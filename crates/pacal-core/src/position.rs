//! Toolhead position tracking.

use serde::{Deserialize, Serialize};
use std::fmt;

/// Current toolhead position in 3D space.
///
/// The generator threads one of these through every move-emitting
/// operation so that each emitted absolute coordinate reflects the
/// accumulated relative moves.
#[derive(Debug, Clone, Copy, PartialEq, Serialize, Deserialize)]
pub struct Toolhead {
    /// X-axis position (mm)
    pub x: f64,
    /// Y-axis position (mm)
    pub y: f64,
    /// Z-axis position (mm)
    pub z: f64,
}

impl Toolhead {
    /// Create a new position with X, Y, Z coordinates.
    pub fn new(x: f64, y: f64, z: f64) -> Self {
        Self { x, y, z }
    }

    /// Shift the XY position by a relative delta.
    pub fn advance(&mut self, dx: f64, dy: f64) {
        self.x += dx;
        self.y += dy;
    }

    /// Raise the Z position by one layer.
    pub fn raise(&mut self, dz: f64) {
        self.z += dz;
    }

    /// Planar (XY) distance covered by a relative delta.
    pub fn planar_length(dx: f64, dy: f64) -> f64 {
        (dx * dx + dy * dy).sqrt()
    }
}

impl Default for Toolhead {
    fn default() -> Self {
        Self::new(0.0, 0.0, 0.0)
    }
}

impl fmt::Display for Toolhead {
    fn fmt(&self, f: &mut fmt::Formatter<'_>) -> fmt::Result {
        write!(f, "X:{:.3} Y:{:.3} Z:{:.3}", self.x, self.y, self.z)
    }
}
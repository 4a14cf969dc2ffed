//! # Pacal
//!
//! A pressure-advance calibration G-code generator for Klipper-style
//! 3D printer firmwares.
//!
//! ## Architecture
//!
//! Pacal is organized as a workspace with multiple crates:
//!
//! 1. **pacal-core** - Errors, unit conversion, toolhead position
//! 2. **pacal-settings** - Calibration configuration, JSON/TOML persistence
//! 3. **pacal-gcode** - Toolpath geometry and G-code emission
//! 4. **pacal** - Main binary that ties the crates together
//!
//! The generated script prints a tower of zig-zag lines with
//! alternating fast and slow segments; the firmware's pressure-advance
//! value steps linearly from layer to layer, so the height of the
//! cleanest layer identifies the value to configure.

pub use pacal_core::{ConfigError, Error, Result, Toolhead};
pub use pacal_gcode::{generator::generate, GcodeBuilder, PaTestGenerator};
pub use pacal_settings::Config;

/// Library version
pub const VERSION: &str = env!("CARGO_PKG_VERSION");

/// Initialize logging with the default configuration
///
/// Sets up structured logging with:
/// - Console output on stderr
/// - RUST_LOG environment variable support
pub fn init_logging() -> anyhow::Result<()> {
    use tracing_subscriber::fmt;
    use tracing_subscriber::prelude::*;
    use tracing_subscriber::EnvFilter;

    let env_filter = EnvFilter::from_default_env().add_directive(tracing::Level::INFO.into());

    // Log to stderr so redirecting stdout never captures log lines.
    let fmt_layer = fmt::layer()
        .with_writer(std::io::stderr)
        .with_target(true)
        .with_level(true);

    tracing_subscriber::registry()
        .with(env_filter)
        .with(fmt_layer)
        .init();

    Ok(())
}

=-=-=-=-=

What you are asked to do
No line before the one with "pub fn init_logging()" belongs in the answer; copy that line and the rest of the records exactly.

Answer to this problem
pub fn init_logging() -> anyhow::Result<()> {
    use tracing_subscriber::fmt;
    use tracing_subscriber::prelude::*;
    use tracing_subscriber::EnvFilter;

    let env_filter = EnvFilter::from_default_env().add_directive(tracing::Level::INFO.into());

    // Log to stderr so redirecting stdout never captures log lines.
    let fmt_layer = fmt::layer()
        .with_writer(std::io::stderr)
        .with_target(true)
        .with_level(true);

    tracing_subscriber::registry()
        .with(env_filter)
        .with(fmt_layer)
        .init();

    Ok(())
}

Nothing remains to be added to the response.